Is Eric Cantona an Existentialist?
‘King’ Eric Cantona, the most philosophical of football players, scored 64 goals for Manchester United, many of them beautiful. In an away match in 1995, he’d had just been sent off, when a Crystal Palace fan ran down the stairs of the stands to shout abuse at him. Cantona’s swift and unexpected reaction involved a combination of a high kick and several punches.
Cantona received opprobrium, a long ban from professional football, and 120 hours of community service for that assault. He then explained at a press conference:
‘When the seagulls follow the trawler, it’s because they think sardines will be thrown into the sea.’
You might expect some contrition from him now in retrospect – for the kick, not the opaque comment about seagulls and sardines. But when asked about the assault last week for Newsnight he replied:
‘I love it and I don’t regret it…I am not a role model. I am not an example…I am just a human being with emotion.’

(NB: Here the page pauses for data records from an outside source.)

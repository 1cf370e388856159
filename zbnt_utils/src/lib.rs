//! # ZBNT Utilities
//!
//! Hardware description parsing and firmware discovery for the ZBNT network tester daemon.

#![deny(clippy::all)]
#![warn(clippy::pedantic)]

pub mod fdt;
pub mod firmware;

So, that leaves us with the important question: is Eric Cantona an existentialist? Many have labelled him that in the past. But in his 1945 lecture ‘Existentialism is a Humanism’, Jean Paul Sartre, the best-known existentialist, declared that the anguish of the human condition arises from the fact that if we act authentically it’s as if the whole of humanity is watching us; ‘in fashioning myself I fashion man’ (and woman too, presumably). For Sartre, at least in that phase of his thought, there was no way out of being a role model.

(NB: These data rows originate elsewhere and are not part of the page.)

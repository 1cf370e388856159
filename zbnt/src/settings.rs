//! Daemon settings, loaded from a TOML file. Every field has a default, so an empty file is a
//! valid configuration for an AXI board with the standard system paths.
//!
//! ```toml
//! [device]
//! backend = "pci"
//! pci_device = "uio0"
//!
//! [timing]
//! watchdog_interval_ms = 500
//! ```

use crate::error::{
    Error,
    Result,
};
use serde::Deserialize;
use std::{
    fs,
    path::{
        Path,
        PathBuf,
    },
    time::Duration,
};

#[derive(Debug, Clone, Copy, PartialEq, Eq, Default, Deserialize)]
#[serde(rename_all = "lowercase")]
pub enum BackendKind {
    /// Zynq SoC, cores exposed through UIO and loaded as device tree overlays
    #[default]
    Axi,
    /// PCIe board with a partial reconfiguration controller
    Pci,
}

#[derive(Debug, Clone, PartialEq, Eq, Deserialize)]
#[serde(default)]
pub struct DeviceSettings {
    pub backend: BackendKind,
    /// UIO device of the PCIe board
    pub pci_device: String,
    /// Root of the firmware directory, holding one directory per profile
    pub firmware_dir: PathBuf,
    /// Name of the configfs overlay directory
    pub overlay_name: String,
}

impl Default for DeviceSettings {
    fn default() -> Self {
        Self {
            backend: BackendKind::Axi,
            pci_device: "uio0".to_owned(),
            firmware_dir: PathBuf::from("/usr/lib/firmware/zbnt"),
            overlay_name: "zbnt_pl".to_owned(),
        }
    }
}

#[derive(Debug, Clone, PartialEq, Eq, Deserialize)]
#[serde(default)]
pub struct PathSettings {
    pub sysfs: PathBuf,
    pub configfs: PathBuf,
    pub dev: PathBuf,
}

impl Default for PathSettings {
    fn default() -> Self {
        Self {
            sysfs: PathBuf::from("/sys"),
            configfs: PathBuf::from("/sys/kernel/config"),
            dev: PathBuf::from("/dev"),
        }
    }
}

/// Delays and timeouts of the run protocol
#[derive(Debug, Clone, PartialEq, Eq, Deserialize)]
#[serde(default)]
pub struct Timing {
    /// Longest the interrupt worker blocks before checking the watchdog
    pub interrupt_wait_ms: u64,
    /// Period of the run time limit check
    pub watchdog_interval_ms: u64,
    /// How long the timer is held in reset when a run stops
    pub timer_settle_ms: u64,
    pub flush_poll_us: u64,
    /// Longest a stopping run waits for the DMA FIFO to drain
    pub flush_timeout_ms: u64,
}

impl Default for Timing {
    fn default() -> Self {
        Self {
            interrupt_wait_ms: 1000,
            watchdog_interval_ms: 2000,
            timer_settle_ms: 100,
            flush_poll_us: 100,
            flush_timeout_ms: 1000,
        }
    }
}

impl Timing {
    #[must_use]
    pub fn interrupt_wait(&self) -> Duration {
        Duration::from_millis(self.interrupt_wait_ms)
    }

    #[must_use]
    pub fn watchdog_interval(&self) -> Duration {
        Duration::from_millis(self.watchdog_interval_ms)
    }

    #[must_use]
    pub fn timer_settle(&self) -> Duration {
        Duration::from_millis(self.timer_settle_ms)
    }

    #[must_use]
    pub fn flush_poll(&self) -> Duration {
        Duration::from_micros(self.flush_poll_us)
    }

    #[must_use]
    pub fn flush_timeout(&self) -> Duration {
        Duration::from_millis(self.flush_timeout_ms)
    }
}

#[derive(Debug, Clone, PartialEq, Eq, Deserialize)]
#[serde(default)]
pub struct LoggingSettings {
    pub level: String,
}

impl Default for LoggingSettings {
    fn default() -> Self {
        Self {
            level: "info".to_owned(),
        }
    }
}

#[derive(Debug, Clone, Default, PartialEq, Eq, Deserialize)]
#[serde(default)]
pub struct Settings {
    pub device: DeviceSettings,
    pub paths: PathSettings,
    pub timing: Timing,
    pub logging: LoggingSettings,
}

impl Settings {
    /// # Errors
    /// Returns an error if `text` isn't valid TOML or has fields of the wrong type
    pub fn from_toml(text: &str) -> Result<Self> {
        Ok(toml::from_str(text)?)
    }

    /// # Errors
    /// Returns an error if the file can't be read or parsed
    pub fn load(path: &Path) -> Result<Self> {
        Self::from_toml(&fs::read_to_string(path)?)
    }

    /// Firmware directory of the profile `name`
    /// # Errors
    /// Returns an error if `name` is empty or would leave the firmware directory
    pub fn profile_dir(&self, name: &str) -> Result<PathBuf> {
        if name.is_empty() || name.contains('/') || name == ".." {
            return Err(Error::Profile(name.to_owned()));
        }
        Ok(self.device.firmware_dir.join(name))
    }
}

Yet Cantona’s remarks are truer to the earlier Sartre, the Sartre of Being and Nothingness. There the philosopher wrote about the Bad Faith of accepting roles others assign to us, taking the example of a café waiter who seemed condemned to play a part. In rejecting the role of footballer-as-role-model, Cantona demonstrated his freedom to define himself. True existential freedom is deciding who you are, and not being defined by what others think you are or should be… even, perhaps, rejecting someone else labelling you as an existentialist.